(Untitled)
I am East Timorese
I am East Timorese
There is blood on the moon
there is blood on the trees
In the once peaceful gardens
the corpses pile high
blossom and branches
are tattered and torn
a bloody hair ribbon
drifts in the breeze.
I am East Timorese.
There are guns in my street,
there are guns at my gate
Where is my husband,
my mother my father?
Are they gone in those trucks,
herded by strangers
with guns in their hands?
Will I not ever see them again?
I am East Timorese.
My church is in ashes,
my priest is no more.
From the Bishop’s last refuge
flames reach to the sky.
Did the Bishop, too, die?
My home is on fire,
my children are crying,
we must run for our lives,
we have nowhere to go.
I am East Timorese.
In Jakarta the generals
are rubbing their hands
and political leaders
from soft leather chairs
talk, unctuous as ever
and as ever
deceive.
I am East Timorese
*******
© Venie Holmgren sept 7-19-99
Unauthorized reproduction prohibited by all applicable law.
All rights reserved.
Our poem is by
Australian poet, Venie Holmgren, whom I had the privelege to hear read
last year at Ruta Maya Coffehouse with poet Marceline Lasater.
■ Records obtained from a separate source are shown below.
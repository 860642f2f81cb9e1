use thiserror::Error;

/// Errors that can occur during recipe import operations
#[derive(Error, Debug)]
pub enum ImportError {
    /// The remote document could not be retrieved (network failure, timeout, non-2xx)
    #[error("Failed to fetch {url}: {source}")]
    Fetch {
        url: String,
        #[source]
        source: reqwest::Error,
    },

    /// The HTTP client could not be constructed
    #[error("Failed to build HTTP client: {0}")]
    HttpClient(#[source] reqwest::Error),

    /// The supplied URL is not an absolute http(s) URL
    #[error("Invalid URL: {0}")]
    InvalidUrl(String),

    /// The document was loaded but carries no JSON-LD script elements
    #[error("The page contains no recipe metadata")]
    NoMetadataFound,

    /// One JSON-LD node failed to parse. Logged and skipped, never returned by the selector.
    #[error("Malformed JSON-LD in metadata node {index}: {source}")]
    MalformedNodeJson {
        index: usize,
        #[source]
        source: serde_json::Error,
    },

    /// Every node and candidate was scanned without finding a valid Recipe
    #[error("Unable to extract Recipe metadata from {nodes} metadata node(s)")]
    NoRecipeFound { nodes: usize },

    /// An instruction element carries an unrecognized `@type`
    #[error("Invalid step type at instruction {index}{}", section_suffix(.section))]
    InvalidStepType {
        index: usize,
        section: Option<String>,
    },

    /// Error talking to the pantry service
    #[error("Pantry service error: {0}")]
    Pantry(String),

    /// Configuration error
    #[error("Configuration error: {0}")]
    Config(#[from] config::ConfigError),

    /// I/O error (reading HTML input)
    #[error("I/O error: {0}")]
    Io(#[from] std::io::Error),

    /// JSON serialization error
    #[error("JSON error: {0}")]
    Json(#[from] serde_json::Error),
}

fn section_suffix(section: &Option<String>) -> String {
    section
        .as_ref()
        .map(|name| format!(" in section '{name}'"))
        .unwrap_or_default()
}

impl ImportError {
    pub(crate) fn fetch(url: &str, source: reqwest::Error) -> Self {
        ImportError::Fetch {
            url: url.to_string(),
            source,
        }
    }
}
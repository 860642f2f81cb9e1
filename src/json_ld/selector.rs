use log::{debug, info, warn};
use serde_json::Value;
use std::iter;

use super::loader::MetadataNode;
use super::schema::ValidatedRecipe;
use crate::error::ImportError;

/// Return the first candidate, in document order, that validates as a Recipe.
///
/// Each node is parsed lazily and scanning stops at the first match. A node
/// that holds an array contributes its elements; an object contributes itself
/// followed by the entries of its `@graph`, if any.
pub fn select_recipe(nodes: &[MetadataNode]) -> Result<ValidatedRecipe, ImportError> {
    for node in nodes {
        let Some(json) = parse_node(node) else {
            continue;
        };

        let found = candidates(&json)
            .enumerate()
            .find_map(|(position, candidate)| match ValidatedRecipe::from_value(candidate) {
                Ok(recipe) => Some(recipe),
                Err(e) => {
                    debug!(
                        "Node {} candidate {} is not a Recipe: {}",
                        node.index, position, e
                    );
                    None
                }
            });

        if let Some(recipe) = found {
            info!("Found Recipe '{}' in metadata node {}", recipe.name, node.index);
            return Ok(recipe);
        }
    }

    Err(ImportError::NoRecipeFound { nodes: nodes.len() })
}

fn candidates(json: &Value) -> Box<dyn Iterator<Item = &Value> + '_> {
    match json {
        Value::Array(items) => Box::new(items.iter()),
        Value::Object(object) => {
            let graph = object
                .get("@graph")
                .and_then(Value::as_array)
                .into_iter()
                .flatten();
            Box::new(iter::once(json).chain(graph))
        }
        other => Box::new(iter::once(other)),
    }
}

fn parse_node(node: &MetadataNode) -> Option<Value> {
    if node.content.trim().is_empty() {
        debug!("No text content in node {}, trying next node", node.index);
        return None;
    }

    match serde_json::from_str(&node.content) {
        Ok(json) => Some(json),
        Err(source) => match serde_json::from_str(&repair_json(&node.content)) {
            Ok(json) => {
                debug!("Node {} parsed after repair", node.index);
                Some(json)
            }
            Err(_) => {
                warn!(
                    "{}",
                    ImportError::MalformedNodeJson {
                        index: node.index,
                        source
                    }
                );
                None
            }
        },
    }
}

const WRAPPERS: [(&str, &str); 3] = [
    ("<!--", "-->"),
    ("//<![CDATA[", "//]]>"),
    ("<![CDATA[", "]]>"),
];

/// Undo the common ways CMSes mangle JSON-LD: comment or CDATA wrappers and
/// trailing commas. String contents are never touched.
fn repair_json(raw: &str) -> String {
    let mut body = raw.trim();
    for (open, close) in WRAPPERS {
        if let Some(inner) = body.strip_prefix(open) {
            body = inner.strip_suffix(close).unwrap_or(inner).trim();
        }
    }

    let chars: Vec<char> = body.chars().collect();
    let mut repaired = String::with_capacity(body.len());
    let mut in_string = false;
    let mut escaped = false;

    for (i, &c) in chars.iter().enumerate() {
        if in_string {
            if escaped {
                escaped = false;
            } else if c == '\\' {
                escaped = true;
            } else if c == '"' {
                in_string = false;
            }
            repaired.push(c);
            continue;
        }

        match c {
            '"' => {
                in_string = true;
                repaired.push(c);
            }
            ',' => {
                let next = chars[i + 1..].iter().find(|c| !c.is_whitespace());
                if !matches!(next, Some('}') | Some(']') | None) {
                    repaired.push(c);
                }
            }
            _ => repaired.push(c),
        }
    }

    repaired
}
Marceline's poems have been featured here, as well (go to the poem
index to find), and she observes the following about Venie...
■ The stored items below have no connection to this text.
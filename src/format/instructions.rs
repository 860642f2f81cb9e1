use crate::error::ImportError;
use crate::json_ld::{HowToSection, InstructionStep, NutritionInformation, RecipeInstructions, RecipeYield};

use super::nutrition::{render_nutrition, Locale};

/// Turns recipe instructions into the HTML fragment stored as the recipe's steps.
#[derive(Debug, Clone, Copy, Default)]
pub struct InstructionFormatter {
    locale: Locale,
}

impl InstructionFormatter {
    pub fn new(locale: Locale) -> Self {
        Self { locale }
    }

    /// Format `instructions`, appending the localized nutrition table when
    /// `nutrition` is present.
    pub fn format(
        &self,
        instructions: &RecipeInstructions,
        nutrition: Option<&NutritionInformation>,
        servings_fallback: Option<&RecipeYield>,
    ) -> Result<String, ImportError> {
        let mut html = format_instructions(instructions)?;
        if let Some(nutrition) = nutrition {
            html.push_str(&render_nutrition(nutrition, servings_fallback, self.locale));
        }
        Ok(html)
    }
}

/// Format instructions without a nutrition table.
///
/// Text keeps its content with newlines turned into `<br>`. Consecutive steps
/// share one `<ol>`; each section gets an `<h4>` and its own closed `<ol>`.
pub fn format_instructions(instructions: &RecipeInstructions) -> Result<String, ImportError> {
    match instructions {
        RecipeInstructions::Text(text) => Ok(text.replace("\r\n", "<br>").replace('\n', "<br>")),
        RecipeInstructions::Steps(steps) => format_steps(steps),
    }
}

fn format_steps(steps: &[InstructionStep]) -> Result<String, ImportError> {
    let mut html = String::new();
    let mut in_list = false;

    for (index, step) in steps.iter().enumerate() {
        match step {
            InstructionStep::HowToStep(step) => {
                if !in_list {
                    html.push_str("<ol>");
                    in_list = true;
                }
                push_item(&mut html, &step.text);
            }
            InstructionStep::HowToSection(section) => {
                if in_list {
                    html.push_str("</ol>");
                    in_list = false;
                }
                push_section(&mut html, section)?;
            }
            InstructionStep::Unrecognized => {
                return Err(ImportError::InvalidStepType {
                    index,
                    section: None,
                })
            }
        }
    }

    if in_list {
        html.push_str("</ol>");
    }
    Ok(html)
}

fn push_section(html: &mut String, section: &HowToSection) -> Result<(), ImportError> {
    html.push_str(&format!("<h4>{}</h4><ol>", section.name));
    for (index, step) in section.steps.iter().enumerate() {
        match step {
            InstructionStep::HowToStep(step) => push_item(html, &step.text),
            // nested sections become a list item holding their own heading and list
            InstructionStep::HowToSection(nested) => {
                html.push_str("<li>");
                push_section(html, nested)?;
                html.push_str("</li>");
            }
            InstructionStep::Unrecognized => {
                return Err(ImportError::InvalidStepType {
                    index,
                    section: Some(section.name.clone()),
                })
            }
        }
    }
    html.push_str("</ol>");
    Ok(())
}

fn push_item(html: &mut String, text: &str) {
    html.push_str("<li>");
    html.push_str(text);
    html.push_str("</li>");
}

#[cfg(test)]
mod tests {
    use super::*;

    fn steps(steps: Vec<InstructionStep>) -> RecipeInstructions {
        RecipeInstructions::Steps(steps)
    }

    #[test]
    fn test_plain_text_without_newlines_is_unchanged() {
        let text = RecipeInstructions::Text("Boil water, then steep.".to_string());
        assert_eq!(format_instructions(&text).unwrap(), "Boil water, then steep.");
    }

    #[test]
    fn test_newlines_become_line_breaks() {
        let text = RecipeInstructions::Text("Boil\nSteep\r\nServe".to_string());
        assert_eq!(format_instructions(&text).unwrap(), "Boil<br>Steep<br>Serve");
    }

    #[test]
    fn test_single_step() {
        let html = format_instructions(&steps(vec![InstructionStep::step("Boil water")])).unwrap();
        assert_eq!(html, "<ol><li>Boil water</li></ol>");
    }

    #[test]
    fn test_section_is_self_contained() {
        let html = format_instructions(&steps(vec![InstructionStep::section(
            "Sauce",
            vec![InstructionStep::step("Mix"), InstructionStep::step("Simmer")],
        )]))
        .unwrap();
        assert_eq!(html, "<h4>Sauce</h4><ol><li>Mix</li><li>Simmer</li></ol>");
    }

    #[test]
    fn test_steps_around_sections() {
        let html = format_instructions(&steps(vec![
            InstructionStep::step("Preheat"),
            InstructionStep::step("Grease pan"),
            InstructionStep::section("Batter", vec![InstructionStep::step("Whisk")]),
            InstructionStep::step("Bake"),
        ]))
        .unwrap();
        assert_eq!(
            html,
            "<ol><li>Preheat</li><li>Grease pan</li></ol>\
             <h4>Batter</h4><ol><li>Whisk</li></ol>\
             <ol><li>Bake</li></ol>"
        );
    }

    #[test]
    fn test_nested_section() {
        let html = format_instructions(&steps(vec![InstructionStep::section(
            "Cake",
            vec![
                InstructionStep::step("Mix"),
                InstructionStep::section("Frosting", vec![InstructionStep::step("Whip")]),
            ],
        )]))
        .unwrap();
        assert_eq!(
            html,
            "<h4>Cake</h4><ol><li>Mix</li><li><h4>Frosting</h4><ol><li>Whip</li></ol></li></ol>"
        );
    }

    #[test]
    fn test_empty_step_list() {
        assert_eq!(format_instructions(&steps(vec![])).unwrap(), "");
    }

    #[test]
    fn test_unrecognized_step_is_fatal() {
        let result = format_instructions(&steps(vec![
            InstructionStep::step("Boil"),
            InstructionStep::Unrecognized,
        ]));
        assert!(matches!(
            result,
            Err(ImportError::InvalidStepType {
                index: 1,
                section: None
            })
        ));
    }

    #[test]
    fn test_unrecognized_step_inside_section() {
        let result = format_instructions(&steps(vec![InstructionStep::section(
            "Sauce",
            vec![InstructionStep::Unrecognized],
        )]));
        match result {
            Err(ImportError::InvalidStepType { index, section }) => {
                assert_eq!(index, 0);
                assert_eq!(section.as_deref(), Some("Sauce"));
            }
            other => panic!("expected InvalidStepType, got {other:?}"),
        }
    }

    #[test]
    fn test_unknown_tag_from_json() {
        let instructions: RecipeInstructions =
            serde_json::from_str(r#"[{"@type": "Unknown", "text": "?"}]"#).unwrap();
        assert!(matches!(
            format_instructions(&instructions),
            Err(ImportError::InvalidStepType { .. })
        ));
    }

    #[test]
    fn test_formatter_appends_nutrition() {
        let nutrition = NutritionInformation {
            calories: Some("200".to_string()),
            serving_size: Some("1 cup".to_string()),
            ..Default::default()
        };
        let formatter = InstructionFormatter::new(Locale::En);
        let html = formatter
            .format(
                &steps(vec![InstructionStep::step("Boil water")]),
                Some(&nutrition),
                None,
            )
            .unwrap();

        assert!(html.starts_with("<ol><li>Boil water</li></ol><h4>Nutrition Information</h4>"));
        assert!(html.contains("<td>Calories</td><td>200</td>"));
        assert!(html.ends_with("<p>Serving Size: 1 cup</p>"));
    }

    #[test]
    fn test_formatter_without_nutrition() {
        let formatter = InstructionFormatter::new(Locale::De);
        let html = formatter
            .format(&RecipeInstructions::Text("Boil".to_string()), None, None)
            .unwrap();
        assert_eq!(html, "Boil");
    }
}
"This spring Papyrus Publishing
published a book of (Venie's) poetry,
called Among the Sepias, in which she resurrected
'the spirit of her mother via the 'hard and long' domestic situations
which both restricted and gave meaning to her life.'
The back cover says:
'About the Author:
Born the ninth of ten children in a small country town
in Western Australia, Venie Holmgren now lives
in a small coastal village of Southern NSW.
She has been by turn, sometimes concurrently, dutiful daughter,
shop assistant, housewife and mother, unpaid political organiser
-- frequently for unpopular causes -- professional charlady,
bookshop proprietor, library aide and gipsy,
having spent almost three years wandering alone around Australia in a campervan.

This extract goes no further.